In Australia, the Holden Kingswood, Ford Falcon, and Chrysler Valiant were fitted with bench seats for many years. Until its discontinuation, the Falcon Ute was still offered a bench seat and column shift in the front. The availability of a front bench seat in the Falcon sedan and wagon lineups was only discontinued with the introduction of the FG Falcon in 2008. Holden offered a bench seat on the Commodore in the 1990s, originating with the VG Ute and ending with the end of VS series III production in 2000.

==Advantages==
- The primary advantage of a bench seat is its ability to accommodate more passengers in a given row, typically three. This is especially valuable in vehicles designed for large families or work crews, such as minivans, large SUVs, and pickup trucks.
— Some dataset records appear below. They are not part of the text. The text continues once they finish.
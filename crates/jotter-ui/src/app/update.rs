use iced::keyboard::{self, key::Named};
use iced::widget::{text_editor, text_input};
use iced::Task;
use jotter_buffer::Position;
use jotter_core::{Clipboard, Command, EditorEvent, Key, KeyPress, Modifiers, UiEvent};
use std::sync::Arc;
use tokio::sync::broadcast::error::TryRecvError;

use super::{App, FindPanel, Message};

pub fn find_input_id() -> text_input::Id {
    text_input::Id::new("find-input")
}

impl App {
    pub fn update(&mut self, message: Message) -> Task<Message> {
        let task = match message {
            Message::Command(cmd) => {
                self.active_menu = None;
                self.run_command(cmd)
            }

            Message::EditorAction(action) => {
                self.active_menu = None;
                self.status_pinned = false;
                self.perform(action);
                Task::none()
            }

            Message::KeyPressed(key, modifiers) => {
                self.editor.handle_ui_event(UiEvent::KeyPress);
                self.handle_key_pressed(key, modifiers)
            }

            Message::Input(event) => {
                if refreshes_status(self.status_pinned, event) {
                    self.editor.handle_ui_event(event);
                }
                Task::none()
            }

            Message::CloseRequested => {
                self.active_menu = None;
                self.find_panel = None;
                self.run_command(Command::Exit)
            }

            Message::ToggleTopMenu(menu) => {
                self.active_menu = if self.active_menu == Some(menu) {
                    None
                } else {
                    Some(menu)
                };
                Task::none()
            }

            Message::CloseTopMenu => {
                self.active_menu = None;
                Task::none()
            }

            Message::FindInputChanged(value) => {
                if let Some(panel) = self.find_panel.as_mut() {
                    panel.find = value;
                }
                Task::none()
            }

            Message::ReplaceInputChanged(value) => {
                if let Some(panel) = self.find_panel.as_mut() {
                    panel.replacement = value;
                }
                Task::none()
            }

            Message::FindConfirm => match self.find_panel.take() {
                Some(panel) => self.run_command(Command::FindReplace {
                    find: Some(panel.find),
                    replacement: Some(panel.replacement),
                }),
                None => Task::none(),
            },

            Message::FindCancel => {
                self.find_panel = None;
                Task::none()
            }
        };

        self.sync_view();
        task
    }

    fn handle_key_pressed(&mut self, key: keyboard::Key, modifiers: keyboard::Modifiers) -> Task<Message> {
        let command = to_key_press(&key, modifiers)
            .and_then(|keys| self.editor.keymap().lookup(&keys).cloned());

        match command {
            Some(cmd) => self.run_command(cmd),
            None if matches!(key, keyboard::Key::Named(Named::Escape)) => {
                self.active_menu = None;
                self.find_panel = None;
                Task::none()
            }
            None => Task::none(),
        }
    }

    /// Runs a command from a menu item or shortcut.
    pub fn run_command(&mut self, cmd: Command) -> Task<Message> {
        match cmd {
            // the find panel collects both terms, then dispatches with them
            Command::FindReplace { find: None, .. } => {
                self.find_panel = Some(FindPanel::default());
                return text_input::focus(find_input_id());
            }
            // the widget owns the selection
            Command::Cut | Command::Copy | Command::Paste | Command::SelectAll => {
                self.clipboard_command(&cmd);
                return Task::none();
            }
            _ => {}
        }

        let before = self.editor.status().text().to_owned();
        let outcome = self.registry.dispatch(
            &cmd,
            &mut self.editor,
            &mut self.prompter,
            &mut self.clipboard,
        );
        tracing::debug!("{} finished: {:?}", cmd.name(), outcome);
        if self.editor.status().text() != before {
            self.status_pinned = true;
        }

        if self.editor.should_quit() {
            return iced::exit();
        }
        Task::none()
    }

    fn clipboard_command(&mut self, cmd: &Command) {
        let result = match cmd {
            Command::Copy | Command::Cut => match self.content.selection() {
                Some(selected) => self.clipboard.set_text(selected).map(|()| {
                    if *cmd == Command::Cut {
                        self.perform(text_editor::Action::Edit(text_editor::Edit::Delete));
                    }
                }),
                None => Ok(()),
            },
            Command::Paste => self.clipboard.get_text().map(|text| {
                if let Some(text) = text.filter(|t| !t.is_empty()) {
                    self.perform(text_editor::Action::Edit(text_editor::Edit::Paste(
                        Arc::new(text),
                    )));
                }
            }),
            Command::SelectAll => {
                self.perform(text_editor::Action::SelectAll);
                Ok(())
            }
            _ => Ok(()),
        };

        if let Err(e) = result {
            tracing::warn!("{} failed: {}", cmd.name(), e);
            self.editor.show_message(e.to_string());
        }
    }

    /// Applies a widget action and pushes the result into the document.
    fn perform(&mut self, action: text_editor::Action) {
        let is_edit = action.is_edit();
        self.content.perform(action);
        let caret = caret_position(&self.content);

        if is_edit {
            let ending = line_ending(&self.editor.document().text());
            let text = view_text(&self.content, ending);
            self.editor.sync_from_view(&text, caret);
            self.synced_revision = self.editor.document().revision();
        } else {
            self.editor.set_cursor(caret);
        }
    }

    /// Rebuilds the widget when the document changed behind its back.
    pub fn sync_view(&mut self) {
        let mut replaced = false;
        loop {
            match self.events.try_recv() {
                Ok(event) => {
                    tracing::trace!("Editor event: {:?}", event);
                    replaced |= matches!(
                        event,
                        EditorEvent::DocumentOpened(_) | EditorEvent::DocumentCleared
                    );
                }
                Err(TryRecvError::Lagged(missed)) => {
                    tracing::warn!("Missed {} editor events", missed);
                    replaced = true;
                }
                Err(TryRecvError::Empty | TryRecvError::Closed) => break,
            }
        }

        if replaced || self.editor.document().revision() != self.synced_revision {
            self.rebuild_content();
        }
    }

    /// Replaces the widget content with the document text and caret.
    pub fn rebuild_content(&mut self) {
        let document = self.editor.document();
        self.content = text_editor::Content::with_text(&document.text());
        place_caret(&mut self.content, document.cursor_position());
        self.synced_revision = document.revision();
    }
}

/// Whether `event` may run the core refresh.
///
/// A message left by a command stays until the document itself gets input,
/// so the key release that follows Ctrl+S or the find panel's Enter does not
/// replace it with the caret position.
pub fn refreshes_status(pinned: bool, event: UiEvent) -> bool {
    !(pinned && event == UiEvent::KeyRelease)
}

/// Translates an iced key event into a keymap chord.
pub fn to_key_press(key: &keyboard::Key, modifiers: keyboard::Modifiers) -> Option<KeyPress> {
    let key = match key {
        keyboard::Key::Character(c) => {
            let mut chars = c.chars();
            match (chars.next(), chars.next()) {
                (Some(ch), None) => Key::Char(ch),
                _ => return None,
            }
        }
        keyboard::Key::Named(named) => match named {
            Named::Enter => Key::Enter,
            Named::Tab => Key::Tab,
            Named::Space => Key::Space,
            Named::Backspace => Key::Backspace,
            Named::Delete => Key::Delete,
            Named::Escape => Key::Escape,
            Named::F1 => Key::F(1),
            Named::F2 => Key::F(2),
            Named::F3 => Key::F(3),
            Named::F4 => Key::F(4),
            Named::F5 => Key::F(5),
            Named::F6 => Key::F(6),
            Named::F7 => Key::F(7),
            Named::F8 => Key::F(8),
            Named::F9 => Key::F(9),
            Named::F10 => Key::F(10),
            Named::F11 => Key::F(11),
            Named::F12 => Key::F(12),
            _ => return None,
        },
        keyboard::Key::Unidentified => return None,
    };

    Some(KeyPress::new(
        key,
        Modifiers {
            ctrl: modifiers.control(),
            alt: modifiers.alt(),
            shift: modifiers.shift(),
            meta: modifiers.logo(),
        },
    ))
}

/// "\r\n" if the text already uses it, else "\n".
fn line_ending(text: &str) -> &'static str {
    if text.contains("\r\n") { "\r\n" } else { "\n" }
}

/// Widget text joined with `ending`, with no newline added at the end.
fn view_text(content: &text_editor::Content, ending: &str) -> String {
    let mut text = String::new();
    for (i, line) in content.lines().enumerate() {
        if i > 0 {
            text.push_str(ending);
        }
        text.push_str(&line);
    }
    text
}

/// Widget caret as a character position (the widget reports byte offsets).
fn caret_position(content: &text_editor::Content) -> Position {
    let (line, index) = content.cursor_position();
    let column = content
        .line(line)
        .map(|text| text.get(..index).unwrap_or(&*text).chars().count())
        .unwrap_or(0);
    Position::new(line, column)
}

/// Walks the widget caret to `pos`.
///
/// `Motion::Right` steps over whole graphemes, so on a line with combining
/// marks the caret can land past the document column.
fn place_caret(content: &mut text_editor::Content, pos: Position) {
    use text_editor::{Action, Motion};

    content.perform(Action::Move(Motion::DocumentStart));
    for _ in 0..pos.line {
        content.perform(Action::Move(Motion::Down));
    }
    content.perform(Action::Move(Motion::Home));
    for _ in 0..pos.column {
        content.perform(Action::Move(Motion::Right));
    }
}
- In rear applications, split-folding bench seats significantly enhance cargo space and flexibility. Systems like Chrysler's Stow 'n Go allow seats to disappear entirely under the floor, providing a flat and expansive cargo area.
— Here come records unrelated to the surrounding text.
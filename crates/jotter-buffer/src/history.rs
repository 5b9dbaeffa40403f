//! Undo/redo history.
//!
//! The history stores plain insert/delete records keyed by character index.
//! Records are bundled into [`EditGroup`]s and undo/redo always moves a whole
//! group, which is what makes "Replace All" a single step.
//!
//! Quick single-line typing merges into the previous record while the
//! keystrokes touch each other and arrive within [`MERGE_WINDOW`].

use serde::{Deserialize, Serialize};
use std::collections::VecDeque;
use std::time::{Duration, Instant};

/// Keystrokes closer together than this may merge into one undo step.
pub const MERGE_WINDOW: Duration = Duration::from_millis(300);

#[derive(Debug, Clone, Copy, PartialEq, Eq, Serialize, Deserialize)]
pub enum EditKind {
    Insert,
    Delete,
}

/// One recorded change: `content` was inserted at, or deleted from,
/// character index `position`.
#[derive(Debug, Clone, PartialEq, Eq, Serialize, Deserialize)]
pub struct Edit {
    pub kind: EditKind,
    pub position: usize,
    pub content: String,
}

impl Edit {
    pub fn insert(position: usize, content: impl Into<String>) -> Self {
        Self {
            kind: EditKind::Insert,
            position,
            content: content.into(),
        }
    }

    pub fn delete(position: usize, content: impl Into<String>) -> Self {
        Self {
            kind: EditKind::Delete,
            position,
            content: content.into(),
        }
    }

    /// The edit that cancels this one out.
    pub fn inverse(&self) -> Self {
        let kind = match self.kind {
            EditKind::Insert => EditKind::Delete,
            EditKind::Delete => EditKind::Insert,
        };
        Self { kind, ..self.clone() }
    }

    pub fn char_len(&self) -> usize {
        self.content.chars().count()
    }

    /// Folds `next` into `self` when both are newline-free edits of the same
    /// kind that touch each other. Returns `next` back when they don't.
    fn absorb(&mut self, next: Edit) -> Result<(), Edit> {
        if self.kind != next.kind || self.content.contains('\n') || next.content.contains('\n') {
            return Err(next);
        }

        match self.kind {
            // typing forwards
            EditKind::Insert if self.position + self.char_len() == next.position => {
                self.content.push_str(&next.content);
            }
            // backspacing
            EditKind::Delete if next.position + next.char_len() == self.position => {
                self.content.insert_str(0, &next.content);
                self.position = next.position;
            }
            // forward delete keeps hitting the same index
            EditKind::Delete if next.position == self.position => {
                self.content.push_str(&next.content);
            }
            _ => return Err(next),
        }
        Ok(())
    }
}

/// Edits that undo and redo as one step, in the order they were applied.
#[derive(Debug, Clone, Default)]
pub struct EditGroup {
    pub edits: Vec<Edit>,
    /// Last time this group grew. `None` once the group is closed to merging.
    pub touched: Option<Instant>,
}

impl EditGroup {
    fn open(edit: Edit) -> Self {
        Self {
            edits: vec![edit],
            touched: Some(Instant::now()),
        }
    }

    pub fn is_empty(&self) -> bool {
        self.edits.is_empty()
    }

    fn accepts_merge(&self) -> bool {
        self.edits.len() == 1 && self.touched.is_some_and(|at| at.elapsed() < MERGE_WINDOW)
    }
}

/// Bounded undo/redo stacks.
///
/// Once `limit` groups are stored the oldest group is forgotten.
#[derive(Debug, Clone)]
pub struct History {
    done: VecDeque<EditGroup>,
    undone: Vec<EditGroup>,
    limit: usize,
    /// Set between `begin_group` and `end_group`
    grouping: bool,
}

impl History {
    pub fn new(limit: usize) -> Self {
        Self {
            done: VecDeque::new(),
            undone: Vec::new(),
            limit: limit.max(1),
            grouping: false,
        }
    }

    /// Records an applied edit and forgets anything that could be redone.
    pub fn push(&mut self, edit: Edit) {
        self.undone.clear();

        let edit = match self.done.back_mut() {
            Some(group) if self.grouping => {
                group.edits.push(edit);
                return;
            }
            Some(group) if group.accepts_merge() => match group.edits[0].absorb(edit) {
                Ok(()) => {
                    group.touched = Some(Instant::now());
                    return;
                }
                Err(edit) => edit,
            },
            _ => edit,
        };

        self.store(EditGroup::open(edit));
    }

    /// Everything pushed until [`end_group`](Self::end_group) becomes one
    /// undo step.
    pub fn begin_group(&mut self) {
        if !self.grouping {
            self.store(EditGroup::default());
            self.grouping = true;
        }
    }

    /// Closes the open group, dropping it if nothing was pushed.
    pub fn end_group(&mut self) {
        if !std::mem::take(&mut self.grouping) {
            return;
        }
        if self.done.back().is_some_and(EditGroup::is_empty) {
            self.done.pop_back();
        }
    }

    /// Stops the next edit from merging into the latest group.
    pub fn seal(&mut self) {
        if let Some(group) = self.done.back_mut() {
            group.touched = None;
        }
    }

    /// Takes the latest group off the undo stack. The caller reverts its
    /// edits back to front.
    pub fn undo(&mut self) -> Option<EditGroup> {
        self.grouping = false;
        let mut group = self.done.pop_back()?;
        group.touched = None;
        self.undone.push(group.clone());
        Some(group)
    }

    /// Takes the latest undone group back. The caller reapplies its edits
    /// front to back.
    pub fn redo(&mut self) -> Option<EditGroup> {
        let group = self.undone.pop()?;
        self.done.push_back(group.clone());
        Some(group)
    }

    pub fn can_undo(&self) -> bool {
        !self.done.is_empty()
    }

    pub fn can_redo(&self) -> bool {
        !self.undone.is_empty()
    }

    fn store(&mut self, group: EditGroup) {
        self.done.push_back(group);
        if self.done.len() > self.limit {
            self.done.pop_front();
        }
    }
}

#[cfg(test)]
mod tests {
    use super::*;

    fn undo_count(history: &History) -> usize {
        history.done.len()
    }

    #[test]
    fn test_inverse_swaps_kind_only() {
        let edit = Edit::insert(4, "word");
        assert_eq!(edit.inverse(), Edit::delete(4, "word"));
        assert_eq!(edit.inverse().inverse(), edit);
    }

    #[test]
    fn test_undo_then_redo_moves_group_between_stacks() {
        let mut history = History::new(100);
        history.push(Edit::insert(0, "a"));
        history.seal();
        history.push(Edit::insert(1, "b"));
        assert_eq!(undo_count(&history), 2);

        assert_eq!(history.undo().unwrap().edits, vec![Edit::insert(1, "b")]);
        assert!(history.can_redo());
        assert_eq!(history.redo().unwrap().edits, vec![Edit::insert(1, "b")]);
        assert!(!history.can_redo());
    }

    #[test]
    fn test_typing_merges_into_one_step() {
        let mut history = History::new(100);
        for (i, ch) in ["t", "e", "x", "t"].into_iter().enumerate() {
            history.push(Edit::insert(i, ch));
        }
        assert_eq!(undo_count(&history), 1);
        assert_eq!(history.undo().unwrap().edits[0].content, "text");
    }

    #[test]
    fn test_backspace_run_merges_in_reading_order() {
        let mut history = History::new(100);
        history.push(Edit::delete(2, "c"));
        history.push(Edit::delete(1, "b"));
        history.push(Edit::delete(0, "a"));

        let group = history.undo().unwrap();
        assert_eq!(group.edits, vec![Edit::delete(0, "abc")]);
    }

    #[test]
    fn test_newline_starts_new_step() {
        let mut history = History::new(100);
        history.push(Edit::insert(0, "a"));
        history.push(Edit::insert(1, "\n"));
        history.push(Edit::insert(2, "b"));
        assert_eq!(undo_count(&history), 3);
    }

    #[test]
    fn test_sealed_group_does_not_merge() {
        let mut history = History::new(100);
        history.push(Edit::insert(0, "a"));
        history.seal();
        history.push(Edit::insert(1, "b"));
        assert_eq!(undo_count(&history), 2);
    }

    #[test]
    fn test_explicit_group_is_one_step() {
        let mut history = History::new(100);
        history.begin_group();
        history.push(Edit::delete(0, "foofoo"));
        history.push(Edit::insert(0, "barbar"));
        history.end_group();

        assert_eq!(undo_count(&history), 1);
        assert_eq!(history.undo().unwrap().edits.len(), 2);
    }

    #[test]
    fn test_empty_group_leaves_nothing_to_undo() {
        let mut history = History::new(100);
        history.begin_group();
        history.end_group();
        assert!(!history.can_undo());
    }

    #[test]
    fn test_limit_forgets_oldest_group() {
        let mut history = History::new(2);
        for i in 0..3 {
            history.push(Edit::insert(i, "\n"));
        }
        assert_eq!(undo_count(&history), 2);
        assert_eq!(history.undo().unwrap().edits[0].position, 2);
        assert_eq!(history.undo().unwrap().edits[0].position, 1);
        assert!(history.undo().is_none());
    }

    #[test]
    fn test_new_edit_discards_redo() {
        let mut history = History::new(10);
        history.push(Edit::insert(0, "x"));
        history.undo();
        assert!(history.can_redo());
        history.push(Edit::insert(0, "y"));
        assert!(!history.can_redo());
    }
}
//! # Jotter - A Plain-Text Editor
//!
//! ## Quick Start
//!
//! ```bash
//! # Run the editor
//! cargo run
//!
//! # Open a file
//! cargo run -- notes.txt
//!
//! # More logging (repeat for more detail)
//! cargo run -- -vv notes.txt
//! ```

use clap::Parser;
use std::path::PathBuf;
use tracing_subscriber::filter::LevelFilter;
use tracing_subscriber::{layer::SubscriberExt, util::SubscriberInitExt, EnvFilter};

use jotter_core::Config;
use jotter_ui::{run, Flags};

/// Jotter - a plain-text editor built in Rust
#[derive(Parser, Debug)]
#[command(name = "jotter")]
#[command(author, version, about, long_about = None)]
struct Args {
    /// File to open
    #[arg(value_name = "FILE")]
    file: Option<PathBuf>,

    /// Verbose logging
    #[arg(short, long, action = clap::ArgAction::Count)]
    verbose: u8,
}

impl Args {
    fn log_level(&self) -> tracing::Level {
        match self.verbose {
            0 => tracing::Level::WARN,
            1 => tracing::Level::INFO,
            2 => tracing::Level::DEBUG,
            _ => tracing::Level::TRACE,
        }
    }
}

fn main() -> anyhow::Result<()> {
    // Parse command line arguments
    let args = Args::parse();

    // Initialize logging; RUST_LOG wins over -v
    let filter = EnvFilter::builder()
        .with_default_directive(LevelFilter::from_level(args.log_level()).into())
        .from_env_lossy();

    tracing_subscriber::registry()
        .with(
            tracing_subscriber::fmt::layer()
                .with_target(false)
                .with_level(true),
        )
        .with(filter)
        .init();

    tracing::info!("Starting Jotter v{}", env!("CARGO_PKG_VERSION"));

    let config = Config::load();
    let flags = Flags { file: args.file };

    run(flags, config).map_err(|e| anyhow::anyhow!("Application error: {}", e))?;

    Ok(())
}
- Traditionally, bench seats were simpler and cheaper to manufacture compared to multiple individual bucket seats, requiring fewer parts and components.
- In vehicles with front bench seats, the absence of a console allowed for closer proximity between occupants, facilitating conversation and shared experiences.
- A second-row bench seat can be safer for families with young children, allowing an adult to sit between two children or access them more easily compared to captain's chairs. It also creates a continuous barrier that can prevent cargo from flying forward in a crash.

==Disadvantages==
- Bench seats generally offer less individual contouring, lumbar support, and adjustability compared to bucket seats, which are designed to support each occupant ergonomically. Sharing the driver's adjustments can lead to less comfort for the other front seat occupants especially on long journeys.
- The shared nature of a bench seat means less personal space for each passenger, particularly when the middle seat is occupied.
- The middle passenger position in front bench seats has less protection in a frontal collision due to the absence of dedicated airbags. The lack of side bolstering also offers less lateral support for bench seat occupants during cornering, a safety concern in high-performance vehicles.
- The absence of a center console in front bench seat configurations means a loss of convenient storage compartments, cupholders, and charging ports often found between bucket seats.
- While some minivans have innovative tilt features for bench seats, captain's chairs in the second row often provide easier and more direct access to a third row of seating in SUVs and minivans.